(Provided records Opens)

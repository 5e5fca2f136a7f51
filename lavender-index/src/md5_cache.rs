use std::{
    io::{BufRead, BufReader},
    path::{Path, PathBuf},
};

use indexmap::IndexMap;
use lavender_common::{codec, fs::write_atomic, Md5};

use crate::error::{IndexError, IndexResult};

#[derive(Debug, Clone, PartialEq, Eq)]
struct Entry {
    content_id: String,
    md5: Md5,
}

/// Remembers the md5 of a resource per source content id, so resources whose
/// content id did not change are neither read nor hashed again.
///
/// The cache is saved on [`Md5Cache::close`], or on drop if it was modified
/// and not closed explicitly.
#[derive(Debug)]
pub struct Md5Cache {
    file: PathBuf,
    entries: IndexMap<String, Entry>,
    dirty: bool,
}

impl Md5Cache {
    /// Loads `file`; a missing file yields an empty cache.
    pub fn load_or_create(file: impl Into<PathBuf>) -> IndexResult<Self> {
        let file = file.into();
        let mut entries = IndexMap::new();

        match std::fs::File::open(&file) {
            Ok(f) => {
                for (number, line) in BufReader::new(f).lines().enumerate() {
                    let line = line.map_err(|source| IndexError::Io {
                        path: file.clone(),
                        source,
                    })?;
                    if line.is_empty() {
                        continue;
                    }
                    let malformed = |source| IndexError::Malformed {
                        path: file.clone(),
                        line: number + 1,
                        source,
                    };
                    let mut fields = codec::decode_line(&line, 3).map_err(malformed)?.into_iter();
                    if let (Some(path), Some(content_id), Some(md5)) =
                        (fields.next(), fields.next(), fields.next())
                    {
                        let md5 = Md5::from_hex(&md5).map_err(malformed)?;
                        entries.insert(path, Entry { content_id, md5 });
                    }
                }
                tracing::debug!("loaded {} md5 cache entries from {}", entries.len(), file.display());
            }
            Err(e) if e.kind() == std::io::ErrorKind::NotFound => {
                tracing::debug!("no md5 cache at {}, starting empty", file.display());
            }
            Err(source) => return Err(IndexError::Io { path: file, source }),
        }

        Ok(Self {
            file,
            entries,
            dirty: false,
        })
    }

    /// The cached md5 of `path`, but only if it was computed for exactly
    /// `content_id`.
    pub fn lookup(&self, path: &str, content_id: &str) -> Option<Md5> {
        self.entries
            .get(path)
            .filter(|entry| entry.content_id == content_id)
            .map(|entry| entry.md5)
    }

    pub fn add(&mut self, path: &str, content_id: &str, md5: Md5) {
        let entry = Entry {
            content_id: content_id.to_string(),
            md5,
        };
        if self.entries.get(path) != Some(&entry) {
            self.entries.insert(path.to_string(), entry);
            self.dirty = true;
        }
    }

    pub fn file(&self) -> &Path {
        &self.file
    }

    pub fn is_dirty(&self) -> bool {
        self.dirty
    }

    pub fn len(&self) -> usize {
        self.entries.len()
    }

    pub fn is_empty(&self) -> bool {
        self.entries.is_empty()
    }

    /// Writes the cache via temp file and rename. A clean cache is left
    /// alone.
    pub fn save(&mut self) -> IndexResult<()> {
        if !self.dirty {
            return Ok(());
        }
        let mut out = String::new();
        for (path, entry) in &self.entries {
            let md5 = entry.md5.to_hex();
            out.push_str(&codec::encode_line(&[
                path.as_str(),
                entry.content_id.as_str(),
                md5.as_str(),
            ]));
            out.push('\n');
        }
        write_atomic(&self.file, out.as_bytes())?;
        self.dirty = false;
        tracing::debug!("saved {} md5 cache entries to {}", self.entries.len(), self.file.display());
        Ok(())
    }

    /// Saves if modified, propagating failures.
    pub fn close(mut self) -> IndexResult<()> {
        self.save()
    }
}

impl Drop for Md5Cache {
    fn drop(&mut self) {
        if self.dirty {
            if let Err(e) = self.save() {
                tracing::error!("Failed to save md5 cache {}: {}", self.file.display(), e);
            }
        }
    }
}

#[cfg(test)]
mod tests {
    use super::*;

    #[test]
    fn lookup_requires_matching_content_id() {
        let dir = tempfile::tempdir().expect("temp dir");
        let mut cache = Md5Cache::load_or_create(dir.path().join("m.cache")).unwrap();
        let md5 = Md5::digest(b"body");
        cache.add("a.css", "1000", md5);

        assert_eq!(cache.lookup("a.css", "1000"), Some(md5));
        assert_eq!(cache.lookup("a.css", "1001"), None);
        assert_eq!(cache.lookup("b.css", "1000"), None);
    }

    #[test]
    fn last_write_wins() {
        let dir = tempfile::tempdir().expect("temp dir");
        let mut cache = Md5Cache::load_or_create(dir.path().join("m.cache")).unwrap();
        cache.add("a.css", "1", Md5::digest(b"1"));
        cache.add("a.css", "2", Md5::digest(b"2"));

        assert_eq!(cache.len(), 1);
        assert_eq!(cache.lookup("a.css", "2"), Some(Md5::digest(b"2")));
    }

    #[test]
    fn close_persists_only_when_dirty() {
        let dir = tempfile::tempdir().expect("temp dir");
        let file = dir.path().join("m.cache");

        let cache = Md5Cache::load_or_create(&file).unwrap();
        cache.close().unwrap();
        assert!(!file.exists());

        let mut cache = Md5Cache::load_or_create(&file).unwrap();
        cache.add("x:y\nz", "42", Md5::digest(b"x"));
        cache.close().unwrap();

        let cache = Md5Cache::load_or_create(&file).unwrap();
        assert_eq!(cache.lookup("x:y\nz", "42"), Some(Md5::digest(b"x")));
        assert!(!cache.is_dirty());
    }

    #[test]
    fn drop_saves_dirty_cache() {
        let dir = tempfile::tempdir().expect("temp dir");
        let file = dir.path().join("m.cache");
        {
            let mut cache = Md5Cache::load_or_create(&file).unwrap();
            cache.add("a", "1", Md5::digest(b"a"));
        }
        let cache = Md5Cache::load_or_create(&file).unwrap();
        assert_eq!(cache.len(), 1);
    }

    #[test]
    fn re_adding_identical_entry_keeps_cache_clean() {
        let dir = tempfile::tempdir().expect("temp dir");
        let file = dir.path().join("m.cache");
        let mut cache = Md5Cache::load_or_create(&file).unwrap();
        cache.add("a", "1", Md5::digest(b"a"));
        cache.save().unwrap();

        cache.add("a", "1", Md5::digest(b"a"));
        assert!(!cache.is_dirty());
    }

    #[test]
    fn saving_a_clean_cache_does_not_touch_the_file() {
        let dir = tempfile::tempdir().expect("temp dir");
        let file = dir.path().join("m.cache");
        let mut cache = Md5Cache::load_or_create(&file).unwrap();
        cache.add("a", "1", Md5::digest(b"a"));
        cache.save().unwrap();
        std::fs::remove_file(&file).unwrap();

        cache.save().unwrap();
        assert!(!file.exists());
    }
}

(Provided records Closes)
(Provided records Opens)

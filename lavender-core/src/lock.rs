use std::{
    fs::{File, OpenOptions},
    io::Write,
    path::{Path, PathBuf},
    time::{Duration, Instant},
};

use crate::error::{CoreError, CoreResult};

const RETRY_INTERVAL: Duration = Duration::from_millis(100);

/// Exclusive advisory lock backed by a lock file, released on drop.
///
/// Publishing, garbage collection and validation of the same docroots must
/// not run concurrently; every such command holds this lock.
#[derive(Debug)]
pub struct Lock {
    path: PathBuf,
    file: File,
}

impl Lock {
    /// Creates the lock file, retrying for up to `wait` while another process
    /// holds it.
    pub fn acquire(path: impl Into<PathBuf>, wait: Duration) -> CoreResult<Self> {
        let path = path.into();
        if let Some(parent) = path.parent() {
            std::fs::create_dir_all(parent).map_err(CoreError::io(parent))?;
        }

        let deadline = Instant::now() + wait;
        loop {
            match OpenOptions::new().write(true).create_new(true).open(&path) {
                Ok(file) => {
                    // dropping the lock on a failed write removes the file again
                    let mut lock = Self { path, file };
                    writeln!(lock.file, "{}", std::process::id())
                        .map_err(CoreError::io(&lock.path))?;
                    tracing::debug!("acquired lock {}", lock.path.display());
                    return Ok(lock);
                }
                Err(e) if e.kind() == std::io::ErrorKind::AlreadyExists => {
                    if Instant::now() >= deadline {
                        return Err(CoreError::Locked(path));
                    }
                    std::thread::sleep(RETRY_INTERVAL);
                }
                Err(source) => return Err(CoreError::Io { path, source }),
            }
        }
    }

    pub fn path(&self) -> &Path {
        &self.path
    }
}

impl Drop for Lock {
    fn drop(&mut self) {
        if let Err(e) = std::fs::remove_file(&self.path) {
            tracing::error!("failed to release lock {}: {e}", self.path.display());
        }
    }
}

(Provided records Closes)

### Exercise instructions
Scan the data for the word "parent" and copy every line where it shows up.

### Exercise solution
        if let Some(parent) = path.parent() {
            std::fs::create_dir_all(parent).map_err(CoreError::io(parent))?;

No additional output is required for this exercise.